MATERIAL TO PROCESS >>
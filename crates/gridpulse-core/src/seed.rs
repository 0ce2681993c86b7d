//! Development seed catalog
//!
//! Five balancing authorities, eight series each, and the last 24 hours of
//! hourly demand per authority. Every write is an upsert, so seeding an
//! already-seeded catalog with the same clock changes nothing.

use crate::error::CatalogError;
use crate::schema::{
    Catalog, NewBalancingAuthority, NewSeries, Observation, QualityFlag, SeriesKind,
};
use chrono::{DateTime, Duration, Timelike, Utc};
use rand::Rng;

/// Hours of demand history seeded per authority
pub const HISTORY_HOURS: i64 = 24;

/// Base load used for an authority without a configured value, in MW
pub const DEFAULT_BASE_LOAD: f64 = 50_000.0;

struct AuthoritySeed {
    code: &'static str,
    name: &'static str,
    timezone: &'static str,
    region: &'static str,
}

const AUTHORITIES: [AuthoritySeed; 5] = [
    AuthoritySeed {
        code: "PJM",
        name: "PJM Interconnection",
        timezone: "America/New_York",
        region: "Eastern",
    },
    AuthoritySeed {
        code: "CAISO",
        name: "California ISO",
        timezone: "America/Los_Angeles",
        region: "Western",
    },
    AuthoritySeed {
        code: "MISO",
        name: "Midcontinent ISO",
        timezone: "America/Chicago",
        region: "Central",
    },
    AuthoritySeed {
        code: "ERCOT",
        name: "Electric Reliability Council of Texas",
        timezone: "America/Chicago",
        region: "Texas",
    },
    AuthoritySeed {
        code: "SPP",
        name: "Southwest Power Pool",
        timezone: "America/Chicago",
        region: "Central",
    },
];

const SERIES: [(SeriesKind, Option<&str>, &str); 8] = [
    (SeriesKind::Demand, None, "Total electricity demand"),
    (SeriesKind::Generation, Some("coal"), "Coal-fired generation"),
    (SeriesKind::Generation, Some("gas"), "Natural gas generation"),
    (SeriesKind::Generation, Some("nuclear"), "Nuclear generation"),
    (SeriesKind::Generation, Some("solar"), "Solar generation"),
    (SeriesKind::Generation, Some("wind"), "Wind generation"),
    (SeriesKind::Generation, Some("hydro"), "Hydroelectric generation"),
    (SeriesKind::Interchange, None, "Net interchange"),
];

/// Counts of rows written by one seeding run
#[derive(Debug, Clone, Copy, Default, PartialEq, Eq)]
pub struct SeedSummary {
    /// Authorities upserted
    pub authorities: usize,
    /// Series upserted
    pub series: usize,
    /// Observations upserted
    pub observations: usize,
    /// Rows that did not exist before
    pub created: usize,
}

/// Upstream series identifier: `EIA.<code>.<type>[.<subtype>]`
#[must_use]
pub fn eia_series_id(code: &str, kind: SeriesKind, subtype: Option<&str>) -> String {
    match subtype {
        Some(subtype) => format!("EIA.{code}.{kind}.{subtype}"),
        None => format!("EIA.{code}.{kind}"),
    }
}

/// Typical demand of an authority in MW
#[must_use]
pub fn base_load(code: &str) -> f64 {
    match code {
        "PJM" => 120_000.0,
        "CAISO" => 40_000.0,
        "MISO" => 90_000.0,
        "ERCOT" => 70_000.0,
        "SPP" => 30_000.0,
        _ => DEFAULT_BASE_LOAD,
    }
}

/// Daily shape: afternoon peak, daytime shoulder, night trough
#[must_use]
pub fn peak_factor(hour: u32) -> f64 {
    match hour {
        14..=18 => 1.2,
        10..=20 => 1.1,
        _ => 0.9,
    }
}

/// Demand reading for an hour, `random_factor` in `[0.95, 1.05)`
#[must_use]
pub fn demand_value(code: &str, hour: u32, random_factor: f64) -> f64 {
    (base_load(code) * peak_factor(hour) * random_factor).round()
}

/// Seed `catalog` relative to `now`
pub fn seed_catalog<R: Rng>(
    catalog: &mut Catalog,
    now: DateTime<Utc>,
    rng: &mut R,
) -> Result<SeedSummary, CatalogError> {
    let mut summary = SeedSummary::default();

    for seed in &AUTHORITIES {
        let authority = catalog.upsert_authority(NewBalancingAuthority {
            code: seed.code.to_string(),
            name: seed.name.to_string(),
            timezone: seed.timezone.to_string(),
            region: Some(seed.region.to_string()),
        })?;
        summary.authorities += 1;
        summary.created += usize::from(authority.created());

        let mut demand_series = None;
        for (kind, subtype, description) in SERIES {
            let series = catalog.upsert_series(NewSeries {
                ba_id: authority.id(),
                kind,
                subtype: subtype.map(str::to_string),
                units: "MW".to_string(),
                description: description.to_string(),
                eia_series_id: eia_series_id(seed.code, kind, subtype),
            })?;
            summary.series += 1;
            summary.created += usize::from(series.created());
            if kind == SeriesKind::Demand {
                demand_series = Some(series.id());
            }
        }

        let Some(series_id) = demand_series else {
            continue;
        };
        for hours_ago in (0..HISTORY_HOURS).rev() {
            let ts = now - Duration::hours(hours_ago);
            let random_factor = 0.95 + rng.random::<f64>() * 0.1;
            let created = catalog.upsert_observation(Observation {
                series_id,
                ts,
                value: demand_value(seed.code, ts.hour(), random_factor),
                quality_flag: QualityFlag::Good,
            })?;
            summary.observations += 1;
            summary.created += usize::from(created);
        }
        tracing::debug!(code = seed.code, "Seeded balancing authority");
    }

    tracing::info!(
        authorities = summary.authorities,
        series = summary.series,
        observations = summary.observations,
        created = summary.created,
        "Seeded grid catalog"
    );
    Ok(summary)
}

PROBLEM DESCRIPTION >> Across the records above, show each line containing the word "SeriesKind".

WORKED SOLUTION >>
    Catalog, NewBalancingAuthority, NewSeries, Observation, QualityFlag, SeriesKind,
const SERIES: [(SeriesKind, Option<&str>, &str); 8] = [
    (SeriesKind::Demand, None, "Total electricity demand"),
    (SeriesKind::Generation, Some("coal"), "Coal-fired generation"),
    (SeriesKind::Generation, Some("gas"), "Natural gas generation"),
    (SeriesKind::Generation, Some("nuclear"), "Nuclear generation"),
    (SeriesKind::Generation, Some("solar"), "Solar generation"),
    (SeriesKind::Generation, Some("wind"), "Wind generation"),
    (SeriesKind::Generation, Some("hydro"), "Hydroelectric generation"),
    (SeriesKind::Interchange, None, "Net interchange"),
pub fn eia_series_id(code: &str, kind: SeriesKind, subtype: Option<&str>) -> String {
            if kind == SeriesKind::Demand {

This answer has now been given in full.